La chasse au cerf est, selon son auteur, un roman d’apprentissage, à la fois la chronique d’une initiation spirituelle, et un roman d’amours intenses, tant spirituelles que charnelles.
Le protagoniste, Paul Savioz, probable double littéraire de l’auteur, est un jeune Helvète débarquant à Paris de nos jours pour y faire des études d’histoire après une licence en lettres peu satisfaisante à l’université de Lausanne. On pense en passant au roman de Ramuz Aimé Pache peintre vaudois pour les grandes lignes de cette évocation de la vie d’un jeune étudiant installé à Paris pour y faire des études, mais la matière de celles-ci déborde bientôt de toute part et submerge la part existentielle des personnages, c’est dire que le roman accouche d’un essai et que la plupart des conversations du protagoniste et de ses amis seront des manières de dissertations truffées de citations parfois latines et non traduites, c’est l’un des aspects les plus problématiques du livre ou, plus exactement, de sa lecture.
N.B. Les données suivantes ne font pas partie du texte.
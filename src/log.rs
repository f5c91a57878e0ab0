//! Structured logging of error chains through [`tracing`].
//!
//! Enabled by the `tracing` feature. The crate itself never installs a
//! subscriber; events go to whatever the application configured.
//!
//! # Examples
//!
//! ```
//! use causeway::{Error, GenericCode, log::log_error};
//!
//! let error = Error::generic(
//!     GenericCode::TimedOut,
//!     "flushing the journal",
//!     None,
//!     Some(Error::new(0, "disk busy", None, None)),
//! );
//! log_error(&error);
//! ```

use crate::{Error, Exception};

/// Emits the error and its causes.
///
/// The error itself is logged as one `ERROR` event with the fields
/// `error.kind`, `error.code`, `error.message`, `error.file` and
/// `error.line`, and its `{MS}` rendering as the event message. Every cause
/// follows as a `DEBUG` event with the same fields and its depth in the
/// chain.
pub fn log_error(error: &Error) {
    tracing::error!(
        error.kind = error.kind().name(),
        error.code = error.raw_code(),
        error.message = error.message(),
        error.file = error.file().unwrap_or_default(),
        error.line = error.line(),
        "{error}"
    );

    for (depth, cause) in error.chain().enumerate().skip(1) {
        tracing::debug!(
            depth,
            error.kind = cause.kind().name(),
            error.code = cause.raw_code(),
            error.message = cause.message(),
            error.file = cause.file().unwrap_or_default(),
            error.line = cause.line(),
            "caused by: {cause}"
        );
    }
}

/// Emits the error carried by an exception, or a single `ERROR` event with
/// the exception's description if it carries none.
pub fn log_exception(exception: &Exception) {
    match exception.error().and_then(|error| error.get()) {
        Some(error) => log_error(error),
        None => tracing::error!("{}", exception.what()),
    }
}

#[cfg(all(test, feature = "std"))]
mod tests {
    use alloc::{string::String, sync::Arc, vec::Vec};
    use std::{
        io,
        sync::{Mutex, PoisonError},
    };

    use super::*;
    use crate::{GenericCode, KernelStatus, Location, ResultExt};

    #[derive(Clone, Default)]
    struct SharedBuffer(Arc<Mutex<Vec<u8>>>);

    impl io::Write for SharedBuffer {
        fn write(&mut self, buf: &[u8]) -> io::Result<usize> {
            self.0
                .lock()
                .unwrap_or_else(PoisonError::into_inner)
                .extend_from_slice(buf);
            Ok(buf.len())
        }

        fn flush(&mut self) -> io::Result<()> {
            Ok(())
        }
    }

    impl SharedBuffer {
        fn contents(&self) -> String {
            String::from_utf8_lossy(&self.0.lock().unwrap()).into_owned()
        }
    }

    fn capture(f: impl FnOnce()) -> String {
        let buffer = SharedBuffer::default();
        let writer = buffer.clone();
        let subscriber = tracing_subscriber::fmt()
            .with_writer(move || writer.clone())
            .with_ansi(false)
            .with_max_level(tracing::Level::DEBUG)
            .finish();
        tracing::subscriber::with_default(subscriber, f);
        buffer.contents()
    }

    #[test]
    fn test_logs_error_and_causes() {
        let error = Error::generic(
            GenericCode::TimedOut,
            "flushing",
            Some(Location::new("journal.rs", 12)),
            Some(Error::kernel(KernelStatus::IO_TIMEOUT, "device", None, None)),
        );
        let output = capture(|| log_error(&error));
        let lines: Vec<_> = output.lines().collect();

        assert_eq!(lines.len(), 2);
        assert!(lines[0].contains("ERROR"));
        assert!(lines[0].contains("flushing [Timed out]"));
        assert!(lines[0].contains("error.kind=\"Generic\""));
        assert!(lines[0].contains("error.code=3"));
        assert!(lines[0].contains("error.file=\"journal.rs\""));
        assert!(lines[0].contains("error.line=12"));
        assert!(lines[1].contains("DEBUG"));
        assert!(lines[1].contains("caused by: device [STATUS_IO_TIMEOUT]"));
        assert!(lines[1].contains("depth=1"));
    }

    #[test]
    fn test_log_err_passes_result_on() {
        let result: Result<(), _> = Err(Error::new(9, "lost", None, None));
        let mut logged = None;
        let output = capture(|| logged = Some(result.log_err()));

        let exception = logged.unwrap().unwrap_err();
        assert_eq!(exception.error().unwrap().raw_code(), 9);
        assert!(output.contains("lost"));
    }

    #[test]
    fn test_unspecified_exception() {
        let output = capture(|| log_exception(&Exception::unspecified()));
        assert!(output.contains("Unspecified exception"));
    }
}
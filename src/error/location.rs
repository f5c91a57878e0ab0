//! Source provenance of an [`Error`](crate::Error).

/// The source file and line where an error was raised.
///
/// Locations are usually captured with [`Location::caller`] or the
/// [`error!`](crate::error!) macro, but can also be given explicitly when an
/// error is reported on behalf of some other code.
///
/// # Examples
///
/// ```
/// use causeway::Location;
///
/// let location = Location::new("foo.cpp", 42);
/// assert_eq!(location.to_string(), "foo.cpp:42");
///
/// let here = Location::caller();
/// assert!(here.file().ends_with(".rs"));
/// ```
#[derive(Debug, Clone, Copy, PartialEq, Eq, Hash)]
pub struct Location {
    /// The source file path.
    file: &'static str,
    /// The line number, or `0` if unknown.
    line: u32,
}

impl Location {
    /// Creates a location from a file name and a line number.
    #[inline]
    #[must_use]
    pub const fn new(file: &'static str, line: u32) -> Self {
        Self { file, line }
    }

    /// Captures the location of the caller.
    ///
    /// Functions marked with `#[track_caller]` forward their own caller, so an
    /// error built deep inside a helper still points at user code.
    #[inline]
    #[must_use]
    #[track_caller]
    pub fn caller() -> Self {
        let location = core::panic::Location::caller();
        Self::new(location.file(), location.line())
    }

    /// Returns the source file path.
    #[inline]
    pub const fn file(&self) -> &'static str {
        self.file
    }

    /// Returns the line number, or `0` if unknown.
    #[inline]
    pub const fn line(&self) -> u32 {
        self.line
    }
}

impl core::fmt::Display for Location {
    fn fmt(&self, f: &mut core::fmt::Formatter<'_>) -> core::fmt::Result {
        write!(f, "{}:{}", self.file, self.line)
    }
}

impl From<&'static core::panic::Location<'static>> for Location {
    fn from(location: &'static core::panic::Location<'static>) -> Self {
        Self::new(location.file(), location.line())
    }
}

#[cfg(test)]
mod tests {
    use alloc::string::ToString;

    use super::*;

    #[track_caller]
    fn forwarded() -> Location {
        Location::caller()
    }

    #[test]
    fn test_caller_is_forwarded() {
        let expected_line = line!() + 1;
        let location = forwarded();
        assert_eq!(location.line(), expected_line);
        assert_eq!(location.file(), file!());
    }

    #[test]
    fn test_display() {
        assert_eq!(Location::new("a/b.rs", 7).to_string(), "a/b.rs:7");
    }
}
Cela explique sûrement la frontale opposition des médias romands à parler de ce roman risquant de ne pas plaire au public rétif à tout effort de réflexion - pensent les journalistes qui en savent quelque chose, n'est-ce pas ?
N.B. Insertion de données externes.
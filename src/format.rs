//! The template mini-language used by [`Error::format`].
//!
//! A template is copied to the output left to right. The following tags are
//! replaced by fields of the error:
//!
//! | Tag    | Output                                                        |
//! |--------|---------------------------------------------------------------|
//! | `{{`   | a literal `{`                                                 |
//! | `{T}`  | the [kind](crate::ErrorKind::name) of the error               |
//! | `{Cd}` | the code in decimal, nothing if the code is `0`               |
//! | `{Cx}` | the code as 8 hex digits, nothing if the code is `0`          |
//! | `{M}`  | the message                                                   |
//! | `{S}`  | the [error text](Error::error_text)                           |
//! | `{MS}` | `message [text]` if both are present, otherwise whichever is  |
//! | `{F}`  | the source file, nothing if unknown                           |
//! | `{L}`  | the source line, nothing if it is `0`                         |
//! | `{FL}` | `file:line`, nothing if the file is unknown                   |
//!
//! Any other `{` is copied through unchanged, so unknown tags such as `{X}`
//! appear verbatim in the output. Only the error itself is rendered: the
//! inner error is never expanded.
//!
//! # Examples
//!
//! ```
//! use causeway::{Error, GenericCode, Location};
//!
//! let error = Error::generic(
//!     GenericCode::OutOfMemory,
//!     "growing the cache",
//!     Some(Location::new("cache.rs", 88)),
//!     None,
//! );
//!
//! assert_eq!(error.format("[{Cx}] {MS} ({F}:{L})"), "[00000002] growing the cache [Out of memory] (cache.rs:88)");
//! assert_eq!(error.format("{{T} is {T}"), "{T} is Generic");
//! assert_eq!(error.format("{X}"), "{X}");
//! ```

use alloc::string::{String, ToString};
use core::fmt::{self, Write};

use crate::Error;

/// A recognized template tag.
#[derive(Debug, Clone, Copy, PartialEq, Eq)]
enum Tag {
    /// `{{`
    Brace,
    /// `{T}`
    Kind,
    /// `{Cd}`
    DecimalCode,
    /// `{Cx}`
    HexCode,
    /// `{M}`
    Message,
    /// `{S}`
    Text,
    /// `{MS}`
    MessageAndText,
    /// `{F}`
    File,
    /// `{L}`
    Line,
    /// `{FL}`
    FileAndLine,
}

/// Tag spellings, matched against the text following a `{`.
const TAGS: [(&str, Tag); 10] = [
    ("{{", Tag::Brace),
    ("{T}", Tag::Kind),
    ("{Cd}", Tag::DecimalCode),
    ("{Cx}", Tag::HexCode),
    ("{M}", Tag::Message),
    ("{S}", Tag::Text),
    ("{MS}", Tag::MessageAndText),
    ("{F}", Tag::File),
    ("{L}", Tag::Line),
    ("{FL}", Tag::FileAndLine),
];

impl Tag {
    /// Recognizes the tag at the start of `input`, returning it with the
    /// length of its spelling.
    fn parse(input: &str) -> Option<(Self, usize)> {
        TAGS.iter()
            .find(|(spelling, _)| input.starts_with(spelling))
            .map(|&(spelling, tag)| (tag, spelling.len()))
    }

    fn render(self, error: &Error, out: &mut impl Write) -> fmt::Result {
        match self {
            Self::Brace => out.write_char('{'),
            Self::Kind => out.write_str(error.kind().name()),
            Self::DecimalCode => match error.raw_code() {
                0 => Ok(()),
                code => write!(out, "{code}"),
            },
            Self::HexCode => match error.raw_code() {
                0 => Ok(()),
                code => write!(out, "{:08x}", code as u32),
            },
            Self::Message => out.write_str(error.message()),
            Self::Text => out.write_str(error.error_text()),
            Self::MessageAndText => {
                let message = error.message();
                let text = error.error_text();
                if !message.is_empty() && !text.is_empty() {
                    write!(out, "{message} [{text}]")
                } else {
                    out.write_str(message)?;
                    out.write_str(text)
                }
            }
            Self::File => match error.file() {
                Some(file) => out.write_str(file),
                None => Ok(()),
            },
            Self::Line => match error.line() {
                0 => Ok(()),
                line => write!(out, "{line}"),
            },
            Self::FileAndLine => match error.file() {
                Some(file) => write!(out, "{file}:{}", error.line()),
                None => Ok(()),
            },
        }
    }
}

/// Renders `error` according to `template` into `out`.
pub(crate) fn render(error: &Error, template: &str, out: &mut impl Write) -> fmt::Result {
    let mut rest = template;
    while let Some(start) = rest.find('{') {
        out.write_str(&rest[..start])?;
        rest = &rest[start..];

        match Tag::parse(rest) {
            Some((tag, len)) => {
                tag.render(error, out)?;
                rest = &rest[len..];
            }
            None => {
                out.write_char('{')?;
                rest = &rest[1..];
            }
        }
    }
    out.write_str(rest)
}

pub(crate) fn render_to_string(error: &Error, template: &str) -> String {
    Formatted::new(error, template).to_string()
}

/// An error paired with a template, rendering the template on display.
///
/// Created by [`Error::formatted`].
#[derive(Clone, Copy)]
#[must_use]
pub struct Formatted<'a> {
    /// The error being rendered.
    error: &'a Error,
    /// The template to render it with.
    template: &'a str,
}

impl<'a> Formatted<'a> {
    pub(crate) fn new(error: &'a Error, template: &'a str) -> Self {
        Self { error, template }
    }
}

impl fmt::Display for Formatted<'_> {
    fn fmt(&self, f: &mut fmt::Formatter<'_>) -> fmt::Result {
        render(self.error, self.template, f)
    }
}

impl fmt::Debug for Formatted<'_> {
    fn fmt(&self, f: &mut fmt::Formatter<'_>) -> fmt::Result {
        f.debug_struct("Formatted")
            .field("template", &self.template)
            .finish_non_exhaustive()
    }
}

#[cfg(test)]
mod tests {
    use alloc::format;

    use super::*;
    use crate::{ErrorRef, GenericCode, KernelStatus, Location};

    fn sample() -> ErrorRef {
        Error::new(5, "bad input", Some(Location::new("foo.cpp", 42)), None)
    }

    #[test]
    fn test_double_brace_is_literal() {
        assert_eq!(sample().format("{{"), "{");
        assert_eq!(Error::new(0, "", None, None).format("{{"), "{");
        assert_eq!(sample().format("{{{{"), "{{");
    }

    #[test]
    fn test_message_code_and_location() {
        assert_eq!(sample().format("{M} ({Cd}) at {FL}"), "bad input (5) at foo.cpp:42");
        assert_eq!(sample().format("{F}#{L}"), "foo.cpp#42");
    }

    #[test]
    fn test_zero_code_renders_nothing() {
        let error = Error::new(0, "quiet", None, None);
        assert_eq!(error.format("{Cd}"), "");
        assert_eq!(error.format("{Cx}"), "");
    }

    #[test]
    fn test_hex_code_is_zero_padded_bit_pattern() {
        let error = Error::kernel(KernelStatus::ACCESS_DENIED, "", None, None);
        assert_eq!(error.format("{Cx}"), "c0000022");
        assert_eq!(error.format("{Cd}"), "-1073741790");
        assert_eq!(sample().format("{Cx}"), "00000005");
    }

    #[test]
    fn test_unknown_tags_pass_through() {
        assert_eq!(sample().format("{X}"), "{X}");
        assert_eq!(sample().format("{C}{Cz}{"), "{C}{Cz}{");
        assert_eq!(sample().format("{M"), "{M");
        assert_eq!(sample().format("plain text"), "plain text");
        assert_eq!(sample().format(""), "");
    }

    #[test]
    fn test_message_and_text_variants() {
        let both = Error::generic(GenericCode::TimedOut, "waiting", None, None);
        assert_eq!(both.format("{MS}"), "waiting [Timed out]");

        let text_only = Error::generic(GenericCode::TimedOut, "", None, None);
        assert_eq!(text_only.format("{MS}"), "Timed out");

        let message_only = Error::new(3, "waiting", None, None);
        assert_eq!(message_only.format("{MS}"), "waiting");

        let neither = Error::new(3, "", None, None);
        assert_eq!(neither.format("<{MS}>"), "<>");
    }

    #[test]
    fn test_missing_location_renders_nothing() {
        let error = Error::new(1, "m", None, None);
        assert_eq!(error.format("[{F}][{L}][{FL}]"), "[][][]");

        let no_line = Error::new(1, "m", Some(Location::new("a.rs", 0)), None);
        assert_eq!(no_line.format("[{L}][{FL}]"), "[][a.rs:0]");
    }

    #[test]
    fn test_kind_and_text_tags() {
        let error = Error::kernel(KernelStatus::CANCELLED, "", None, None);
        assert_eq!(error.format("{T}: {S}"), "Kernel: STATUS_CANCELLED");
    }

    #[test]
    fn test_inner_is_not_expanded() {
        let error = Error::new(
            1,
            "outer",
            None,
            Some(Error::new(2, "inner", None, None)),
        );
        assert_eq!(error.format("{M} {MS} {Cd}"), "outer outer 1");
    }

    #[test]
    fn test_formatted_matches_format() {
        let error = sample();
        let template = "{T}/{M}/{Cx}";
        assert_eq!(format!("{}", error.formatted(template)), error.format(template));
    }

    #[test]
    fn test_non_ascii_template() {
        assert_eq!(sample().format("→ {M} ←{"), "→ bad input ←{");
    }
}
Dès son arrivée à Paris, rue du Bac, dans le septième arrondissement (juste derrière le Bon Marché), Paul Savioz fait la connaissance, sur le même palier où ils habitent, d’un jeune Français de son âge, venu d'Orléans, la dégaine avantageuse du jeune homme au chapeau rouge du Titien, prénom Justin, étudiant en philosophie, compagnon d’une tourbillonnante Marion, Parisienne volubile et elle aussi ferré en philo, charmante illico, non moins agaçante au premier déboulé, très joli personnage...
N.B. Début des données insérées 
//! Iterators over an [`IntrusiveList`].
//!
//! All iterators walk the `next` links from the first element and the `prev`
//! links from the last one, and stop after yielding exactly `len` elements,
//! so the two ends never cross.

use core::{iter::FusedIterator, marker::PhantomData};

use super::{Handle, IntrusiveList, Slot, broken_link};

/// Borrowing iterator over the elements of an [`IntrusiveList`].
///
/// Created by [`IntrusiveList::iter`].
#[must_use]
pub struct Iter<'a, T> {
    /// The list being traversed.
    list: &'a IntrusiveList<T>,
    /// Next slot to yield from the front.
    front: Option<u32>,
    /// Next slot to yield from the back.
    back: Option<u32>,
    /// Number of elements not yet yielded from either end.
    remaining: usize,
}

impl<'a, T> Iter<'a, T> {
    /// Starts a traversal of the whole list.
    pub(super) fn new(list: &'a IntrusiveList<T>) -> Self {
        Self {
            list,
            front: list.first,
            back: list.last,
            remaining: list.len,
        }
    }
}

impl<T> Clone for Iter<'_, T> {
    fn clone(&self) -> Self {
        Self { ..*self }
    }
}

impl<'a, T> Iterator for Iter<'a, T> {
    type Item = &'a T;

    fn next(&mut self) -> Option<&'a T> {
        if self.remaining == 0 {
            return None;
        }
        let node = self.list.node_at(self.front?);
        self.front = node.next;
        self.remaining -= 1;
        Some(&node.value)
    }

    #[inline]
    fn size_hint(&self) -> (usize, Option<usize>) {
        (self.remaining, Some(self.remaining))
    }
}

impl<'a, T> DoubleEndedIterator for Iter<'a, T> {
    fn next_back(&mut self) -> Option<&'a T> {
        if self.remaining == 0 {
            return None;
        }
        let node = self.list.node_at(self.back?);
        self.back = node.prev;
        self.remaining -= 1;
        Some(&node.value)
    }
}

impl<T> ExactSizeIterator for Iter<'_, T> {}
impl<T> FusedIterator for Iter<'_, T> {}

/// Iterator over the handles of an [`IntrusiveList`].
///
/// Created by [`IntrusiveList::handles`].
#[must_use]
pub struct Handles<'a, T> {
    /// The element iterator whose positions are reported.
    inner: Iter<'a, T>,
}

impl<'a, T> Handles<'a, T> {
    /// Starts a traversal of the whole list.
    pub(super) fn new(list: &'a IntrusiveList<T>) -> Self {
        Self {
            inner: Iter::new(list),
        }
    }
}

impl<T> Iterator for Handles<'_, T> {
    type Item = Handle;

    fn next(&mut self) -> Option<Handle> {
        let index = self.inner.front?;
        self.inner.next()?;
        Some(self.inner.list.handle_at(index))
    }

    #[inline]
    fn size_hint(&self) -> (usize, Option<usize>) {
        self.inner.size_hint()
    }
}

impl<T> DoubleEndedIterator for Handles<'_, T> {
    fn next_back(&mut self) -> Option<Handle> {
        let index = self.inner.back?;
        self.inner.next_back()?;
        Some(self.inner.list.handle_at(index))
    }
}

impl<T> ExactSizeIterator for Handles<'_, T> {}
impl<T> FusedIterator for Handles<'_, T> {}

/// Mutable iterator over the elements of an [`IntrusiveList`].
///
/// Created by [`IntrusiveList::iter_mut`].
#[must_use]
pub struct IterMut<'a, T> {
    /// Base of the slot arena of the borrowed list.
    ///
    /// # Safety
    ///
    /// The following safety invariants are guaranteed to be upheld as long as
    /// this struct exists:
    ///
    /// 1. The pointer comes from the `Vec` of a list that is mutably borrowed
    ///    for `'a`, so the arena is neither moved nor resized meanwhile.
    /// 2. `front`, `back` and `remaining` describe the not-yet-yielded part of
    ///    that list, so every index reached through them is in bounds,
    ///    occupied, and has not been yielded before.
    slots: *mut Slot<T>,
    /// Next slot to yield from the front.
    front: Option<u32>,
    /// Next slot to yield from the back.
    back: Option<u32>,
    /// Number of elements not yet yielded from either end.
    remaining: usize,
    /// Marker to behave like the `&'a mut T`s we hand out.
    _marker: PhantomData<&'a mut T>,
}

// SAFETY: `IterMut` hands out `&mut T` to distinct elements, like
// `core::slice::IterMut`, so it is `Send` when `T` is.
unsafe impl<T: Send> Send for IterMut<'_, T> {}

// SAFETY: A shared `&IterMut` gives no access to the elements.
unsafe impl<T: Sync> Sync for IterMut<'_, T> {}

impl<'a, T> IterMut<'a, T> {
    /// Starts a mutable traversal of the whole list.
    pub(super) fn new(list: &'a mut IntrusiveList<T>) -> Self {
        Self {
            // SAFETY:
            // 1. `list` is mutably borrowed for `'a`.
            // 2. The indices below describe the whole list.
            slots: list.slots.as_mut_ptr(),
            front: list.first,
            back: list.last,
            remaining: list.len,
            _marker: PhantomData,
        }
    }

    /// Returns the element in slot `index` for the rest of `'a`.
    ///
    /// # Safety
    ///
    /// The caller must ensure:
    ///
    /// 1. `index` was reached through `front` or `back` while `remaining` was
    ///    non-zero, and `remaining` is decremented after this call.
    unsafe fn node(&mut self, index: u32) -> (&'a mut T, Option<u32>, Option<u32>) {
        // SAFETY: `index` is in bounds of the arena (invariant 2, guaranteed by
        // the caller).
        let slot = unsafe { self.slots.add(index as usize) };

        // SAFETY: The slot is live for `'a` (invariant 1) and has not been
        // handed out before (invariant 2), so no other reference to it exists.
        let slot: &'a mut Slot<T> = unsafe { &mut *slot };

        match slot.node_mut() {
            Some(node) => (&mut node.value, node.prev, node.next),
            None => broken_link(),
        }
    }
}

impl<'a, T> Iterator for IterMut<'a, T> {
    type Item = &'a mut T;

    fn next(&mut self) -> Option<&'a mut T> {
        if self.remaining == 0 {
            return None;
        }
        let index = self.front?;

        // SAFETY: `index` comes from `front` and `remaining` is non-zero; it is
        // decremented right below.
        let (value, _, next) = unsafe { self.node(index) };
        self.front = next;
        self.remaining -= 1;
        Some(value)
    }

    #[inline]
    fn size_hint(&self) -> (usize, Option<usize>) {
        (self.remaining, Some(self.remaining))
    }
}

impl<'a, T> DoubleEndedIterator for IterMut<'a, T> {
    fn next_back(&mut self) -> Option<&'a mut T> {
        if self.remaining == 0 {
            return None;
        }
        let index = self.back?;

        // SAFETY: `index` comes from `back` and `remaining` is non-zero; it is
        // decremented right below.
        let (value, prev, _) = unsafe { self.node(index) };
        self.back = prev;
        self.remaining -= 1;
        Some(value)
    }
}

impl<T> ExactSizeIterator for IterMut<'_, T> {}
impl<T> FusedIterator for IterMut<'_, T> {}

/// Owning iterator over the elements of an [`IntrusiveList`].
///
/// Created by [`IntrusiveList::into_iter`](IntoIterator::into_iter).
#[must_use]
pub struct IntoIter<T> {
    /// The list being consumed.
    list: IntrusiveList<T>,
}

impl<T> IntoIter<T> {
    /// Takes ownership of the list.
    pub(super) fn new(list: IntrusiveList<T>) -> Self {
        Self { list }
    }
}

impl<T> Iterator for IntoIter<T> {
    type Item = T;

    #[inline]
    fn next(&mut self) -> Option<T> {
        self.list.pop_front()
    }

    #[inline]
    fn size_hint(&self) -> (usize, Option<usize>) {
        (self.list.len, Some(self.list.len))
    }
}

impl<T> DoubleEndedIterator for IntoIter<T> {
    #[inline]
    fn next_back(&mut self) -> Option<T> {
        self.list.pop_back()
    }
}

impl<T> ExactSizeIterator for IntoIter<T> {}
impl<T> FusedIterator for IntoIter<T> {}

/// Draining iterator over the elements of an [`IntrusiveList`].
///
/// Created by [`IntrusiveList::drain`]. The list is empty once the iterator
/// is dropped, whether or not it was fully consumed.
#[must_use]
pub struct Drain<'a, T> {
    /// The list being emptied.
    list: &'a mut IntrusiveList<T>,
}

impl<'a, T> Drain<'a, T> {
    /// Starts draining the list.
    pub(super) fn new(list: &'a mut IntrusiveList<T>) -> Self {
        Self { list }
    }
}

impl<T> Iterator for Drain<'_, T> {
    type Item = T;

    #[inline]
    fn next(&mut self) -> Option<T> {
        self.list.pop_front()
    }

    #[inline]
    fn size_hint(&self) -> (usize, Option<usize>) {
        (self.list.len, Some(self.list.len))
    }
}

impl<T> DoubleEndedIterator for Drain<'_, T> {
    #[inline]
    fn next_back(&mut self) -> Option<T> {
        self.list.pop_back()
    }
}

impl<T> ExactSizeIterator for Drain<'_, T> {}
impl<T> FusedIterator for Drain<'_, T> {}

impl<T> Drop for Drain<'_, T> {
    fn drop(&mut self) {
        self.list.clear();
    }
}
À ces deux comparses s’en ajouteront quelques autres dans la foulée : un Guillaume catholique non moins qu’original et savant et sympa, spécialiste avéré du Grand Siècle, bientôt une Françoise angélique et poursuivant elle aussi des études peu convenues (notamment sur la mystique de Salvador Dali), ou encore un Russe au prénom de Nicolas passionné par la pensée de Blaise Pascal – il a visiblement lu La Nuit de Gethsémani de Chestov que Dimitri m’a présenté comme le livre qui lui a sauvé la vie à vingt ans... ) , cela pour la première partie parisienne du roman, après laquelle le retour au pays de Paul Savioz sera l’occasion d’autres rencontres, notamment d’une Émilie aux états d’âme compliqués.
Cela aussi pour le tracé général du roman, aux péripéties romanesques moins saillantes que ses innombrables dialogues et autres monologues, la société évoquée par Romain Debluë se réduisant en somme à ses quelques personnages juvéniles, auxquels s’ajoute le trio formé par le bourgeois Martial Odier (d’emblée odieux au narrateur, et jugé trop facilement), son épouse diaphane et le seul enfant du roman en la personne du petit Christophe atteint de leucémie et passionnément attaché à son violon…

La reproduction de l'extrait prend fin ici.